- **Aim of the task**
Each line of the data below that carries the word "address" needs to be copied.
--
use axum::{
    Json,
    extract::State,
    http::{StatusCode, header},
    response::{IntoResponse, Response},
};
use chrono::Utc;
use serde::Deserialize;
use std::sync::Arc;
use uuid::Uuid;
use validator::Validate;

use crate::{
    AppState,
    db::enums::{IssuePriority, IssueStatus},
    db::models::api::{ApiResponse, PageRequest, ResponseMeta},
    db::repositories::issues::{IssueFilters, IssueSort},
    error::{AppError, AppResult},
    middleware::auth::AuthUserInfo,
    services::context::RequestContext,
    services::export_service::{self, ExportFormat, ExportRow},
    services::{IssueWorkflowService, IssuesService, VotesService},
    validation::issue::{validate_bbox, validate_status_note},
    validation::rules,
    validation::{PathParam, QueryParams, ValidatedJson},
};

#[derive(Debug, Clone, Deserialize, Validate)]
pub struct CreateIssueRequest {
    #[validate(
        length(min = 1, max = 200),
        custom(function = "rules::validate_not_blank")
    )]
    pub title: String,
    #[validate(
        length(min = 1, max = 5000),
        custom(function = "rules::validate_not_blank")
    )]
    pub description: String,
    #[validate(range(min = -90.0, max = 90.0))]
    pub latitude: f64,
    #[validate(range(min = -180.0, max = 180.0))]
    pub longitude: f64,
    #[validate(length(max = 500))]
    pub address: Option<String>,
    #[serde(default)]
    #[validate(custom(function = "rules::validate_photo_urls"))]
    pub photo_urls: Vec<String>,
    pub category_id: Uuid,
}

/// Partial update. An empty `address` clears it.
#[derive(Debug, Deserialize, Validate)]
pub struct UpdateIssueRequest {
    #[validate(
        length(min = 1, max = 200),
        custom(function = "rules::validate_not_blank")
    )]
    pub title: Option<String>,
    #[validate(
        length(min = 1, max = 5000),
        custom(function = "rules::validate_not_blank")
    )]
    pub description: Option<String>,
    #[validate(length(max = 500))]
    pub address: Option<String>,
    #[validate(custom(function = "rules::validate_photo_urls"))]
    pub photo_urls: Option<Vec<String>>,
    pub category_id: Option<Uuid>,
    pub priority: Option<IssuePriority>,
}

impl UpdateIssueRequest {
    pub fn changed_fields(&self) -> Vec<&'static str> {
        let mut fields = Vec::new();
        if self.title.is_some() {
            fields.push("title");
        }
        if self.description.is_some() {
            fields.push("description");
        }
        if self.address.is_some() {
            fields.push("address");
        }
        if self.photo_urls.is_some() {
            fields.push("photo_urls");
        }
        if self.category_id.is_some() {
            fields.push("category_id");
        }
        if self.priority.is_some() {
            fields.push("priority");
        }
        fields
    }
}

#[derive(Debug, Deserialize, Validate)]
pub struct StatusChangeRequest {
    pub status: IssueStatus,
    pub note: Option<String>,
}

#[derive(Debug, Deserialize, Validate)]
pub struct AssignIssueRequest {
    pub assignee_id: Uuid,
}

#[derive(Debug, Default, Deserialize)]
pub struct IssueListQuery {
    pub status: Option<IssueStatus>,
    pub category_id: Option<Uuid>,
    pub assignee_id: Option<Uuid>,
    pub reporter_id: Option<Uuid>,
    pub mine: Option<bool>,
    pub overdue: Option<bool>,
    pub q: Option<String>,
    pub min_lat: Option<f64>,
    pub max_lat: Option<f64>,
    pub min_lng: Option<f64>,
    pub max_lng: Option<f64>,
    pub sort: Option<IssueSort>,
    pub page: Option<i64>,
    pub per_page: Option<i64>,
}

impl IssueListQuery {
    pub fn to_filters(&self, ctx: &RequestContext) -> AppResult<IssueFilters> {
        let reporter_id = if self.mine.unwrap_or(false) {
            Some(ctx.user_id)
        } else {
            self.reporter_id
        };

        Ok(IssueFilters {
            status: self.status,
            category_id: self.category_id,
            assignee_id: self.assignee_id,
            reporter_id,
            overdue_at: self.overdue.unwrap_or(false).then(Utc::now),
            created_after: None,
            search: self.q.clone(),
            bbox: validate_bbox(self.min_lat, self.max_lat, self.min_lng, self.max_lng)?,
            sort: self.sort.unwrap_or_default(),
        })
    }

    pub fn page(&self) -> AppResult<PageRequest> {
        PageRequest::from_query(self.page, self.per_page).map_err(AppError::validation)
    }
}

#[derive(Debug, Deserialize)]
pub struct BoardQuery {
    pub assignee_id: Option<Uuid>,
    pub mine: Option<bool>,
}

#[derive(Debug, Deserialize)]
pub struct ExportQuery {
    pub format: Option<String>,
}

pub async fn create_issue(
    State(state): State<Arc<AppState>>,
    auth: AuthUserInfo,
    ValidatedJson(req): ValidatedJson<CreateIssueRequest>,
) -> AppResult<impl IntoResponse> {
    let ctx = auth.context();
    let issue = {
        let mut conn = state.db.get()?;
        IssuesService::create(&mut conn, &ctx, &req)?
    };
    state.cache.invalidate_best_effort().await;

    let response = ApiResponse::created(issue, "Issue created successfully");
    Ok((StatusCode::CREATED, Json(response)))
}

pub async fn list_issues(
    State(state): State<Arc<AppState>>,
    auth: AuthUserInfo,
    QueryParams(query): QueryParams<IssueListQuery>,
) -> AppResult<impl IntoResponse> {
    let ctx = auth.context();
    let filters = query.to_filters(&ctx)?;
    let page = query.page()?;

    let mut conn = state.db.get()?;
    let (issues, total) = IssuesService::list(&mut conn, &ctx, &filters, &page)?;

    let response = ApiResponse::success_with_meta(
        issues,
        "Issues retrieved successfully",
        ResponseMeta::paginated(&page, total),
    );
    Ok((StatusCode::OK, Json(response)))
}

pub async fn get_issue(
    State(state): State<Arc<AppState>>,
    auth: AuthUserInfo,
    PathParam(issue_id): PathParam<Uuid>,
) -> AppResult<impl IntoResponse> {
    let mut conn = state.db.get()?;
    let detail = IssuesService::get_detail(&mut conn, &auth.context(), issue_id)?;

    let response = ApiResponse::success(detail, "Issue retrieved successfully");
    Ok((StatusCode::OK, Json(response)))
}

pub async fn update_issue(
    State(state): State<Arc<AppState>>,
    auth: AuthUserInfo,
    PathParam(issue_id): PathParam<Uuid>,
    ValidatedJson(req): ValidatedJson<UpdateIssueRequest>,
) -> AppResult<impl IntoResponse> {
    let issue = {
        let mut conn = state.db.get()?;
        IssuesService::update(&mut conn, &auth.context(), issue_id, &req)?
    };
    state.cache.invalidate_best_effort().await;

    let response = ApiResponse::success(issue, "Issue updated successfully");
    Ok((StatusCode::OK, Json(response)))
}

pub async fn delete_issue(
    State(state): State<Arc<AppState>>,
    auth: AuthUserInfo,
    PathParam(issue_id): PathParam<Uuid>,
) -> AppResult<impl IntoResponse> {
    {
        let mut conn = state.db.get()?;
        IssuesService::delete(&mut conn, &auth.context(), issue_id)?;
    }
    state.cache.invalidate_best_effort().await;

    let response = ApiResponse::<()>::ok("Issue deleted successfully");
    Ok((StatusCode::OK, Json(response)))
}

pub async fn change_status(
    State(state): State<Arc<AppState>>,
    auth: AuthUserInfo,
    PathParam(issue_id): PathParam<Uuid>,
    ValidatedJson(req): ValidatedJson<StatusChangeRequest>,
) -> AppResult<impl IntoResponse> {
    let note = validate_status_note(req.note.as_deref())?;
    let issue = {
        let mut conn = state.db.get()?;
        IssueWorkflowService::transition(&mut conn, &auth.context(), issue_id, req.status, note)?
    };
    state.cache.invalidate_best_effort().await;

    let response = ApiResponse::success(issue, "Issue status updated successfully");
    Ok((StatusCode::OK, Json(response)))
}

pub async fn assign_issue(
    State(state): State<Arc<AppState>>,
    auth: AuthUserInfo,
    PathParam(issue_id): PathParam<Uuid>,
    ValidatedJson(req): ValidatedJson<AssignIssueRequest>,
) -> AppResult<impl IntoResponse> {
    let issue = {
        let mut conn = state.db.get()?;
        IssueWorkflowService::assign(&mut conn, &auth.context(), issue_id, req.assignee_id)?
    };
    state.cache.invalidate_best_effort().await;

    let response = ApiResponse::success(issue, "Issue assigned successfully");
    Ok((StatusCode::OK, Json(response)))
}

pub async fn toggle_vote(
    State(state): State<Arc<AppState>>,
    auth: AuthUserInfo,
    PathParam(issue_id): PathParam<Uuid>,
) -> AppResult<impl IntoResponse> {
    let mut conn = state.db.get()?;
    let result = VotesService::toggle(&mut conn, &auth.context(), issue_id)?;

    let message = if result.voted {
        "Vote recorded"
    } else {
        "Vote removed"
    };
    Ok((StatusCode::OK, Json(ApiResponse::success(result, message))))
}

pub async fn get_history(
    State(state): State<Arc<AppState>>,
    auth: AuthUserInfo,
    PathParam(issue_id): PathParam<Uuid>,
) -> AppResult<impl IntoResponse> {
    let mut conn = state.db.get()?;
    let history = IssuesService::history(&mut conn, &auth.context(), issue_id)?;

    let meta = ResponseMeta::with_total(history.len() as i64);
    let response =
        ApiResponse::success_with_meta(history, "Status history retrieved successfully", meta);
    Ok((StatusCode::OK, Json(response)))
}

pub async fn get_board(
    State(state): State<Arc<AppState>>,
    auth: AuthUserInfo,
    QueryParams(query): QueryParams<BoardQuery>,
) -> AppResult<impl IntoResponse> {
    let ctx = auth.context();
    let assignee = if query.mine.unwrap_or(false) {
        Some(ctx.user_id)
    } else {
        query.assignee_id
    };

    let mut conn = state.db.get()?;
    let columns = IssuesService::board(&mut conn, &ctx, assignee)?;

    let response = ApiResponse::success(columns, "Board retrieved successfully");
    Ok((StatusCode::OK, Json(response)))
}

pub async fn export_issues(
    State(state): State<Arc<AppState>>,
    auth: AuthUserInfo,
    QueryParams(query): QueryParams<IssueListQuery>,
    QueryParams(export): QueryParams<ExportQuery>,
) -> AppResult<Response> {
    let ctx = auth.context();
    let format = match export.format.as_deref() {
        Some(raw) => raw.parse::<ExportFormat>()?,
        None => ExportFormat::default(),
    };
    let filters = query.to_filters(&ctx)?;

    let mut conn = state.db.get()?;
    let rows: Vec<ExportRow> =
        IssuesService::export_rows(&mut conn, &ctx, &filters, state.config.export_max_rows)?
            .into_iter()
            .map(|(issue, category)| ExportRow::new(issue, category))
            .collect();
    drop(conn);

    tracing::info!(user_id = %ctx.user_id, rows = rows.len(), format = ?format, "Issues exported");

    match format {
        ExportFormat::Json => {
            let meta = ResponseMeta::with_total(rows.len() as i64);
            let response = ApiResponse::success_with_meta(rows, "Issues exported", meta);
            Ok((StatusCode::OK, Json(response)).into_response())
        }
        ExportFormat::Csv => {
            let body = export_service::write_csv(&rows)?;
            let disposition = format!(
                "attachment; filename=\"{}\"",
                export_service::export_filename(format, Utc::now())
            );
            Ok((
                StatusCode::OK,
                [
                    (header::CONTENT_TYPE, "text/csv; charset=utf-8".to_string()),
                    (header::CONTENT_DISPOSITION, disposition),
                ],
                body,
            )
                .into_response())
        }
    }
}

#[cfg(test)]
mod tests {
    use super::*;
    use crate::db::enums::UserRole;

    fn ctx() -> RequestContext {
        RequestContext {
            user_id: Uuid::new_v4(),
            role: UserRole::Citizen,
        }
    }

    #[test]
    fn mine_overrides_reporter_filter() {
        let caller = ctx();
        let query = IssueListQuery {
            mine: Some(true),
            reporter_id: Some(Uuid::new_v4()),
            ..Default::default()
        };
        let filters = query.to_filters(&caller).unwrap();
        assert_eq!(filters.reporter_id, Some(caller.user_id));
        assert_eq!(filters.sort, IssueSort::Newest);
    }

    #[test]
    fn partial_bbox_is_rejected() {
        let query = IssueListQuery {
            min_lat: Some(1.0),
            ..Default::default()
        };
        assert!(query.to_filters(&ctx()).is_err());
    }

    #[test]
    fn paging_defaults_and_limits() {
        let page = IssueListQuery::default().page().unwrap();
        assert_eq!((page.page, page.per_page), (1, 20));

        let too_big = IssueListQuery {
            per_page: Some(101),
            ..Default::default()
        };
        assert!(too_big.page().is_err());
    }

    #[test]
    fn create_request_rules() {
        let valid = CreateIssueRequest {
            title: "Fallen tree".to_string(),
            description: "Blocking the lane".to_string(),
            latitude: 12.9,
            longitude: 77.6,
            address: None,
            photo_urls: vec![],
            category_id: Uuid::new_v4(),
        };
        assert!(valid.validate().is_ok());

        let blank_title = CreateIssueRequest {
            title: "   ".to_string(),
            ..valid.clone()
        };
        assert!(blank_title.validate().is_err());

        let bad_lng = CreateIssueRequest {
            longitude: 181.0,
            ..valid.clone()
        };
        assert!(bad_lng.validate().is_err());

        let long_title = CreateIssueRequest {
            title: "t".repeat(201),
            ..valid
        };
        assert!(long_title.validate().is_err());
    }

    #[test]
    fn changed_fields_lists_present_keys() {
        let req: UpdateIssueRequest =
            serde_json::from_str(r#"{"title": "New", "priority": "urgent"}"#).unwrap();
        assert_eq!(req.changed_fields(), vec!["title", "priority"]);
    }
}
--
- **Reply**
    pub address: Option<String>,
/// Partial update. An empty `address` clears it.
    pub address: Option<String>,
        if self.address.is_some() {
            fields.push("address");
            address: None,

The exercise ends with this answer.